Никогда еще камень не пускал в ход такую мощь.
Собственно говоря, теперь сюда должны были сбежаться все до одного маги Радуги.
Дохлого оборотня на всякий случай прижали к земле выдернутыми из ближайшей ограды кольями.
Трогать Кер-Тинора было нельзя – нельзя даже перенести в дом. Двое Вольных, нещадно хлеща коней, уже ускакали – за магом-лекарем; Император мысленно позвал Гахлана. Старый маг (которому Император так и не простил того несчастного щенка!) был отличным врачевателем.
Гахлан отозвался сразу, как будто только и делал, что ждал неурочного зова.
– Гахлан, мне нужна помощь. Кер-Тинор ранен. Скорее, все вопросы потом!
– Понял тебя, повелитель, – странно, в беззвучном голосе мага не прозвучало и следа удивления. – Место я уже засек… Один миг.., возьму сумку…
Гудение. Сухой треск, бьющий из земли фонтан синих искр. Старый маг, облаченный в одноцветный оранжевый плащ, шагнул прямо из синепламенного облака. От резкого движения плащ распахнулся – стал виден роскошный ночной халат со следами женских притираний и болтающийся на толстой серебряной цепи орденский медальон – молот, наковальня и намертво соединивший их воедино меч.
– Та-ак… – Гахлан позволил себе лишь один молниеносный взгляд на оборотня. – Работа для Сежес.., не сомневаюсь, вот-вот пожалует наша красавица…
И шагнул мимо, к раненому.
Как бы сильно ни ненавидел Император магов, искусство их вызывало невольное восхищение. Опустившись на колени, Гахлан одним решительным движением обнажил рану. Миг – и прямо на разрез полилась какая-то вонючая дрянь из бутылочки темного стекла. Кер-Тинор дернулся и замычал.
– Раз стонет, значит, выживет, – невозмутимо заметил маг. – Так, а кишочки-то у нас порваны, порваны, значит, у нас кишочки-то, а это, братец ты мой, очень нехорошо, придется сшивать-то их, кишочки, значит…
Бормоча таким образом, он один за другим выливал на рану содержимое различных пузырьков; и только Император знал, что стоит за этими стремительными движениями.
«Каплей эликсира больше, каплей меньше – смерть».
Каждое движение Гахлана было выверено до немыслимой, недоступной простому смертному точности. Каждая капля снадобья сопровождалась заклятьем, помогавшим зелью попасть по назначению. Наперстный камень Императора заметно потеплел; от него передавалась ощутимая дрожь. Волшба творилась нешуточная.

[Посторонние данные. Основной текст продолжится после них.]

//! Repeated execution of a target with memory sampling and output capture.
//!
//! Memory is read for the whole process, not for the target alone: anything
//! else allocating while a measurement runs shows up in the samples too.

use std::io::{self, Read, Write};
use std::panic::{self, AssertUnwindSafe};
use std::sync::mpsc::{self, Receiver, RecvTimeoutError};
use std::thread;
use std::time::{Duration, Instant};

use chrono::{DateTime, Utc};
use gag::BufferRedirect;
use parking_lot::{Mutex, ReentrantMutex};
use sysinfo::{Pid, System};

use crate::config::BenchConfig;
use crate::errors::{DefbenchError, Result};
use crate::types::CallOutcome;

const BYTES_PER_MIB: f64 = 1024.0 * 1024.0;

/// Held for the whole redirect -> execute -> restore sequence. Reentrant so a
/// measurement started from inside a target fails on the redirect instead of
/// deadlocking.
static CAPTURE_LOCK: ReentrantMutex<()> = parking_lot::const_reentrant_mutex(());

/// Source of whole-process memory readings.
pub trait MemoryProbe: Sync {
    /// Current resident memory of the process, in MiB.
    fn sample_mib(&self) -> Result<f64>;
}

/// Reads the resident set size of the current process through `sysinfo`.
pub struct SysinfoProbe {
    pid: Pid,
    system: Mutex<System>,
}

impl SysinfoProbe {
    pub fn new() -> Result<Self> {
        let pid = sysinfo::get_current_pid().map_err(|e| DefbenchError::MemoryProbe(e.to_string()))?;
        Ok(Self {
            pid,
            system: Mutex::new(System::new()),
        })
    }
}

impl MemoryProbe for SysinfoProbe {
    fn sample_mib(&self) -> Result<f64> {
        let mut system = self.system.lock();
        if !system.refresh_process(self.pid) {
            return Err(DefbenchError::MemoryProbe(format!(
                "process {} not found",
                self.pid
            )));
        }
        let bytes = system
            .process(self.pid)
            .map(|p| p.memory())
            .ok_or_else(|| DefbenchError::MemoryProbe(format!("process {} not found", self.pid)))?;
        Ok(bytes as f64 / BYTES_PER_MIB)
    }
}

/// Raw result of one sampler invocation.
#[derive(Debug, Clone, PartialEq)]
pub struct Measurement {
    /// Wall-clock time for all repeats combined.
    pub total_elapsed: Duration,
    /// Whole-process memory readings in MiB, baseline first.
    pub memory: Vec<f64>,
    pub stdout: String,
    pub stderr: String,
    pub started_at: DateTime<Utc>,
}

pub struct Sampler<P = SysinfoProbe> {
    probe: P,
    interval: Duration,
    capture_stderr: bool,
}

impl Sampler<SysinfoProbe> {
    /// Fails with `InvalidConfig` on settings that cannot drive a sampler,
    /// such as a zero sampling interval.
    pub fn from_config(config: &BenchConfig) -> Result<Self> {
        config.validate()?;
        Ok(Self::with_probe(SysinfoProbe::new()?, config.sample_interval())
            .capture_stderr(config.capture_stderr))
    }
}

impl<P: MemoryProbe> Sampler<P> {
    pub fn with_probe(probe: P, interval: Duration) -> Self {
        Self {
            probe,
            interval,
            capture_stderr: true,
        }
    }

    pub fn capture_stderr(mut self, enabled: bool) -> Self {
        self.capture_stderr = enabled;
        self
    }

    /// Invokes `target` `repeat` times in sequence on the calling thread.
    ///
    /// Stdout (and stderr, if enabled) is redirected for the duration and
    /// restored on every exit path. A failing repeat stops the run and the
    /// failure is returned as `TargetInvocation` with `label` as the name.
    pub fn measure<F>(&self, label: &str, mut target: F, repeat: usize) -> Result<Measurement>
    where
        F: FnMut() -> CallOutcome,
    {
        if repeat == 0 {
            return Err(DefbenchError::InvalidRepeatCount);
        }

        let _exclusive = CAPTURE_LOCK.lock();
        tracing::debug!(target_name = label, repeat, "starting measurement");

        let started_at = Utc::now();
        let baseline = self.probe.sample_mib()?;
        let capture = OutputCapture::start(self.capture_stderr)?;

        let (stop_tx, stop_rx) = mpsc::channel();
        let (run, background) = thread::scope(|scope| {
            let sampler = scope.spawn(|| sample_until_stopped(&self.probe, self.interval, stop_rx));
            let run = run_repeated(&mut target, repeat);
            let _ = stop_tx.send(());
            let background = sampler.join().unwrap_or_default();
            (run, background)
        });
        let BackgroundSamples { samples, skipped } = background;

        let total_elapsed = match run {
            Ok(elapsed) => elapsed,
            Err(message) => {
                drop(capture);
                warn_skipped(label, skipped);
                tracing::debug!(target_name = label, %message, "target failed");
                return Err(DefbenchError::TargetInvocation {
                    name: label.to_string(),
                    message,
                });
            }
        };
        let (stdout, stderr) = capture.finish()?;
        warn_skipped(label, skipped);

        let mut memory = Vec::with_capacity(samples.len() + 2);
        memory.push(baseline);
        memory.extend(samples);
        memory.push(self.probe.sample_mib()?);

        tracing::debug!(
            target_name = label,
            elapsed = ?total_elapsed,
            samples = memory.len(),
            "measurement finished"
        );

        Ok(Measurement {
            total_elapsed,
            memory,
            stdout,
            stderr,
            started_at,
        })
    }
}

fn run_repeated<F>(target: &mut F, repeat: usize) -> std::result::Result<Duration, String>
where
    F: FnMut() -> CallOutcome,
{
    let start = Instant::now();
    for _ in 0..repeat {
        match panic::catch_unwind(AssertUnwindSafe(&mut *target)) {
            Ok(outcome) => outcome?,
            Err(payload) => return Err(panic_message(payload.as_ref())),
        }
    }
    Ok(start.elapsed())
}

fn panic_message(payload: &(dyn std::any::Any + Send)) -> String {
    if let Some(s) = payload.downcast_ref::<&str>() {
        format!("panicked: {}", s)
    } else if let Some(s) = payload.downcast_ref::<String>() {
        format!("panicked: {}", s)
    } else {
        "panicked".to_string()
    }
}

#[derive(Debug, Default)]
struct BackgroundSamples {
    samples: Vec<f64>,
    skipped: usize,
}

// Runs while the output streams are redirected, so failures are only counted
// here and reported by the caller once the streams are back.
fn sample_until_stopped<P: MemoryProbe>(
    probe: &P,
    interval: Duration,
    stop: Receiver<()>,
) -> BackgroundSamples {
    let mut background = BackgroundSamples::default();
    loop {
        match probe.sample_mib() {
            Ok(mib) => background.samples.push(mib),
            Err(_) => background.skipped += 1,
        }
        match stop.recv_timeout(interval) {
            Err(RecvTimeoutError::Timeout) => continue,
            _ => break,
        }
    }
    background
}

fn warn_skipped(label: &str, skipped: usize) {
    if skipped > 0 {
        tracing::warn!(target_name = label, skipped, "skipped memory samples");
    }
}

/// Redirects stdout/stderr into buffers; dropping it restores both streams.
struct OutputCapture {
    stdout: BufferRedirect,
    stderr: Option<BufferRedirect>,
}

impl OutputCapture {
    fn start(capture_stderr: bool) -> Result<Self> {
        io::stdout().flush().map_err(DefbenchError::OutputCapture)?;
        let stdout = BufferRedirect::stdout().map_err(DefbenchError::OutputCapture)?;
        let stderr = if capture_stderr {
            Some(BufferRedirect::stderr().map_err(DefbenchError::OutputCapture)?)
        } else {
            None
        };
        Ok(Self { stdout, stderr })
    }

    /// Reads both buffers. Bytes that are not UTF-8 are replaced, never an
    /// error: a finished run is kept whatever the target printed.
    fn finish(mut self) -> Result<(String, String)> {
        io::stdout().flush().map_err(DefbenchError::OutputCapture)?;
        let stdout = read_lossy(&mut self.stdout)?;
        let stderr = match self.stderr.as_mut() {
            Some(buf) => read_lossy(buf)?,
            None => String::new(),
        };
        Ok((stdout, stderr))
    }
}

fn read_lossy(buf: &mut BufferRedirect) -> Result<String> {
    let mut bytes = Vec::new();
    buf.read_to_end(&mut bytes)
        .map_err(DefbenchError::OutputCapture)?;
    Ok(String::from_utf8_lossy(&bytes).into_owned())
}

impl Drop for OutputCapture {
    fn drop(&mut self) {
        // Buffered text written by the target must land in the redirect,
        // not on the restored stream.
        let _ = io::stdout().flush();
    }
}
//! Migration status reporting

use chrono::NaiveDateTime;
use keel_core::{AppliedRecord, MigrationId};
use serde::Serialize;

/// Whether a discovered migration is recorded in the ledger
#[derive(Debug, Clone, Copy, PartialEq, Eq, Serialize)]
#[serde(rename_all = "lowercase")]
pub enum MigrationState {
    /// Recorded in the ledger
    Applied,
    /// Not yet recorded
    Pending,
}

impl std::fmt::Display for MigrationState {
    fn fmt(&self, f: &mut std::fmt::Formatter<'_>) -> std::fmt::Result {
        match self {
            MigrationState::Applied => write!(f, "applied"),
            MigrationState::Pending => write!(f, "pending"),
        }
    }
}

/// One discovered migration and its state
#[derive(Debug, Clone, PartialEq, Eq, Serialize)]
pub struct StatusEntry {
    pub id: MigrationId,
    pub name: String,
    pub source_key: String,
    pub state: MigrationState,
    /// Set when applied
    pub applied_at: Option<NaiveDateTime>,
    /// Whether the source has a down batch
    pub reversible: bool,
}

/// Per-migration report, ascending by id
#[derive(Debug, Clone, Default, Serialize)]
pub struct StatusReport {
    /// Every discovered migration
    pub entries: Vec<StatusEntry>,

    /// Ledger rows whose source no longer exists
    pub orphaned: Vec<AppliedRecord>,
}

impl StatusReport {
    /// Number of applied migrations among the discovered ones
    pub fn applied_count(&self) -> usize {
        self.entries
            .iter()
            .filter(|e| e.state == MigrationState::Applied)
            .count()
    }

    /// Number of pending migrations
    pub fn pending_count(&self) -> usize {
        self.entries.len() - self.applied_count()
    }

    /// True when nothing is pending
    pub fn is_up_to_date(&self) -> bool {
        self.pending_count() == 0
    }

    /// Highest applied entry
    pub fn latest_applied(&self) -> Option<&StatusEntry> {
        self.entries
            .iter()
            .rev()
            .find(|e| e.state == MigrationState::Applied)
    }

    /// Lowest pending entry
    pub fn next_pending(&self) -> Option<&StatusEntry> {
        self.entries
            .iter()
            .find(|e| e.state == MigrationState::Pending)
    }
}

Император хмуро следил за искусными руками чародея. «Почему, почему, почему такие знания и такое искусство остаются лежать под спудом? Как можно спокойно развлекаться с красотками своей академии, если в окрестных деревнях каждый день и каждую ночь умирают дети?.. Неважно, что их родители не слишком-то опечалятся – детей всегда можно и новых нарожать – тем малышам, что хрипят и задыхаются, что мечутся в жару и напрасно зовут маму, от этого не легче. А Гахлану – ничего, резвится в свое удовольствие, и откуда только силы у старика берутся?..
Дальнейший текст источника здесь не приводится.